Rewriting the equation to solve for Zc gives you this equation, which lets you state your level of confidence in a study of a particular sample size. Look up the Zc value in the table of standard normal distributions or online to determine the confidence probability. Note that small, convenient samples can still obtain a reasonably high confidence probability.
Most of the sources I tested were articles, but dissertations and book chapters generated a disproportionately great number of errors.
Most of my errors occurred at the source database, knowledge base or ILL stages.
There was considerable variation by discipline. The music searches produced results that were rarely downloadable full-text and frequently triggered errors, while history searches frequently led me to a seamless full-text download. Several factors could be influencing these results. Different databases may have different metadata standards and publishers and are distributed by different vendors. Some databases index a lot of hard-to-obtain items like conference proceedings, while others mostly consist of journal articles. Some vendors augment their A&I search results with “linked full text” PDFs from another database on the same platform. This type of direct comparison is not useful for assigning responsibility for error, but is interesting for subject librarians who need to know the challenges students in their liaison areas may be facing.
I attacked some simpler solutions immediately after finishing my study. I added missing domains to the proxy forward table…
Upgraded ILLIAD to get Unicode support…
Corrected holdings in Serials Solutions…
… and worked with our web team to make the link resolver result screen easier to understand.

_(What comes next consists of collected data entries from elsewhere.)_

//! Theme shared through context instead of prop threading.

use ratatui::style::{Color, Style};

/// The two palettes widgets style themselves with. Provided near the root
/// with `use_context_provider`; consumers fall back to `Light` when no
/// provider ran.
#[derive(Debug, Clone, Copy, PartialEq, Eq, Default)]
pub enum Theme {
    #[default]
    Light,
    Dark,
}

impl Theme {
    pub fn style(&self) -> Style {
        match self {
            Theme::Light => Style::default().fg(Color::Black).bg(Color::White),
            Theme::Dark => Style::default().fg(Color::White).bg(Color::Black),
        }
    }

    pub fn toggle(self) -> Self {
        match self {
            Theme::Light => Theme::Dark,
            Theme::Dark => Theme::Light,
        }
    }

    pub fn name(&self) -> &'static str {
        match self {
            Theme::Light => "light",
            Theme::Dark => "dark",
        }
    }
}

#[cfg(test)]
mod tests {
    use super::*;

    #[test]
    fn test_light_is_black_on_white() {
        let style = Theme::Light.style();
        assert_eq!(style.fg, Some(Color::Black));
        assert_eq!(style.bg, Some(Color::White));
    }

    #[test]
    fn test_dark_is_white_on_black() {
        let style = Theme::Dark.style();
        assert_eq!(style.fg, Some(Color::White));
        assert_eq!(style.bg, Some(Color::Black));
    }

    #[test]
    fn test_toggle_flips_and_round_trips() {
        assert_eq!(Theme::Light.toggle(), Theme::Dark);
        assert_eq!(Theme::Dark.toggle().toggle(), Theme::Dark);
    }

    #[test]
    fn test_default_is_light() {
        assert_eq!(Theme::default(), Theme::Light);
    }
}
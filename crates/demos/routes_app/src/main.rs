use crossterm::event::KeyCode;
use ratatui::layout::{Constraint, Direction, Layout};
use std::error::Error;
use weft::prelude::*;
use weft::widgets::roster::RosterPanel;
use weft::widgets::router::Router;
use weft::widgets::theme::Theme;

#[derive(Clone)]
struct App;

impl Component for App {
    fn render(&self, area: Rect, frame: &mut Frame) {
        use_context_provider(|| Theme::Light);

        let chunks = Layout::default()
            .direction(Direction::Horizontal)
            .constraints([Constraint::Percentage(50), Constraint::Percentage(50)])
            .split(area);

        Router::default().render_with_mount(chunks[0], frame);
        RosterPanel.render_with_mount(chunks[1], frame);
    }
}

fn main() -> Result<(), Box<dyn Error>> {
    setup_panic_handler();

    on_global_event(KeyCode::Char('q'), || {
        request_exit();
        true
    });

    run(|| App)
}
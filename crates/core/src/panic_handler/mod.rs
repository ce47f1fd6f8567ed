//! Panic reporting and the logging bootstrap.
//!
//! Debug builds install `better_panic` for full backtraces; release builds
//! install `human_panic` so end users get a friendly report file instead of
//! a stack dump. Either way the panic is logged through `tracing` first,
//! with a stderr layer for development and a daily-rolling JSON file for
//! later inspection.

use std::any::Any;
use std::io::{self, Write};
use std::panic;
use std::sync::{Once, OnceLock};
use tokio::task::JoinHandle;
use tracing::{error, info};
use tracing_appender::non_blocking::WorkerGuard;
use tracing_subscriber::{
    Registry,
    filter::{EnvFilter, LevelFilter},
    fmt,
    prelude::*,
    util::SubscriberInitExt,
};

#[cfg(debug_assertions)]
use better_panic::{Settings, Verbosity};

#[cfg(not(debug_assertions))]
use human_panic::setup_panic;

static INIT: Once = Once::new();
static LOG_GUARD: OnceLock<WorkerGuard> = OnceLock::new();

/// Install the tracing subscriber and the panic hook. Idempotent; only the
/// first call does anything.
pub fn setup_panic_handler() {
    INIT.call_once(|| {
        let env_filter = EnvFilter::from_default_env().add_directive(LevelFilter::INFO.into());
        let console_layer = fmt::Layer::new().with_writer(io::stderr);

        let file_appender = tracing_appender::rolling::daily("logs", "weft.log");
        let (non_blocking_appender, guard) = tracing_appender::non_blocking(file_appender);
        let _ = LOG_GUARD.set(guard);
        let file_layer = fmt::Layer::new().with_writer(non_blocking_appender).json();

        Registry::default()
            .with(env_filter)
            .with(console_layer)
            .with(file_layer)
            .init();

        #[cfg(debug_assertions)]
        {
            Settings::auto()
                .most_recent_first(false)
                .lineno_suffix(true)
                .verbosity(Verbosity::Full)
                .install();
            info!("panic handler configured for debug builds (better_panic)");
        }

        #[cfg(not(debug_assertions))]
        {
            setup_panic!();
            info!("panic handler configured for release builds (human_panic)");
        }

        // Log through tracing before the profile-specific reporter runs
        let original_hook = panic::take_hook();
        panic::set_hook(Box::new(move |panic_info| {
            error!(
                target: "panic_handler",
                location = %panic_info
                    .location()
                    .map_or("unknown".to_string(), |l| format!("{}:{}:{}", l.file(), l.line(), l.column())),
                payload = %panic_info.payload().downcast_ref::<&str>().unwrap_or(&"<unknown>"),
                "application panicked"
            );
            original_hook(panic_info);
            let _ = io::stderr().flush();
        }));
    });
}

/// Spawn a tokio task whose panic is routed through the panic hook instead
/// of being swallowed by the task boundary
pub fn spawn_catch_panic<F>(future: F) -> JoinHandle<F::Output>
where
    F: Future + Send + 'static,
    F::Output: Send + 'static,
{
    tokio::spawn(async move {
        match panic::catch_unwind(panic::AssertUnwindSafe(|| future)) {
            Ok(created) => created.await,
            Err(payload) => panic::resume_unwind(payload),
        }
    })
}

/// Run a closure, turning a panic into an `Err` carrying the payload
pub fn catch_panic<T, F>(f: F) -> Result<T, Box<dyn Any + Send + 'static>>
where
    F: FnOnce() -> T + panic::UnwindSafe,
{
    panic::catch_unwind(f)
}

/// Render a panic payload as text, for logging and fallback views
pub fn panic_message(payload: &(dyn Any + Send)) -> String {
    if let Some(message) = payload.downcast_ref::<&str>() {
        (*message).to_string()
    } else if let Some(message) = payload.downcast_ref::<String>() {
        message.clone()
    } else {
        "<non-string panic payload>".to_string()
    }
}
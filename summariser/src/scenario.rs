use crate::render::FigureLayout;
use std::fmt::{Display, Formatter};

mod saturation;
mod sustained;

pub(crate) use saturation::{
    render_saturation, saturation_rows, summarize_saturation, write_saturation_load_report,
    write_saturation_report,
};
pub(crate) use sustained::{
    render_sustained, summarize_sustained, sustained_rows, write_sustained_load_report,
    write_sustained_report,
};

pub(crate) const CONCURRENT_CLIENTS: &str = "concurrent_clients";
pub(crate) const THROUGHPUT: &str = "throughput";
pub(crate) const THROUGHPUT_PER_CLIENT: &str = "throughput_per_client";
pub(crate) const ELAPSED_SECS: &str = "elapsed_secs";
pub(crate) const WINDOW_THROUGHPUT: &str = "window_throughput";
pub(crate) const CUMULATIVE_OPS: &str = "cumulative_ops";
pub(crate) const ERROR_RATE: &str = "error_rate";
pub(crate) const CUMULATIVE_ERROR_RATE: &str = "cumulative_error_rate";
pub(crate) const LATENCY_P50: &str = "latency_p50_ms";
pub(crate) const LATENCY_P95: &str = "latency_p95_ms";
pub(crate) const LATENCY_P99: &str = "latency_p99_ms";

/// The stress test whose results are being summarised
#[derive(Debug, Clone, Copy, PartialEq, Eq)]
pub enum Benchmark {
    /// Sweep of concurrent clients, one row per concurrency level
    Saturation,
    /// Fixed concurrency over time, one row per sampling window
    Sustained,
}

impl Benchmark {
    pub fn name(&self) -> &'static str {
        match self {
            Benchmark::Saturation => "throughput_saturation",
            Benchmark::Sustained => "sustained_load",
        }
    }

    pub fn title(&self) -> &'static str {
        match self {
            Benchmark::Saturation => "S3 Tables Throughput Saturation Analysis",
            Benchmark::Sustained => "S3 Tables Sustained Load Analysis",
        }
    }

    pub fn default_csv(&self) -> &'static str {
        match self {
            Benchmark::Saturation => "tables_throughput_saturation.csv",
            Benchmark::Sustained => "tables_sustained_load.csv",
        }
    }

    pub fn default_output(&self) -> &'static str {
        match self {
            Benchmark::Saturation => "tables_saturation_analysis.png",
            Benchmark::Sustained => "tables_sustained_load_analysis.png",
        }
    }

    /// The example that runs the stress test and writes the CSV file
    pub fn producer(&self) -> &'static str {
        match self {
            Benchmark::Saturation => "tables_stress_throughput_saturation",
            Benchmark::Sustained => "tables_stress_sustained_load",
        }
    }

    pub fn layout(&self) -> FigureLayout {
        match self {
            Benchmark::Saturation => FigureLayout {
                title: self.title(),
                width_in: 14.0,
                height_in: 10.0,
                rows: 2,
                cols: 2,
            },
            Benchmark::Sustained => FigureLayout {
                title: self.title(),
                width_in: 16.0,
                height_in: 12.0,
                rows: 3,
                cols: 2,
            },
        }
    }
}

impl Display for Benchmark {
    fn fmt(&self, f: &mut Formatter<'_>) -> std::fmt::Result {
        f.write_str(self.name())
    }
}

Availability studies are a flexible technique to get quantifiable information about students’ access to full text. My study was a “simulated” study because I tested the access myself, rather than using actual library patrons.
No studies have attempted an electronic resource availability study with library patrons so far. Such a study would add several potential causes for error. The study would need to incorporate usability methods, for example, conducting a cognitive walkthrough of the path Armacost Library users could follow to research a particular topic, then observing students trying to search that same topic.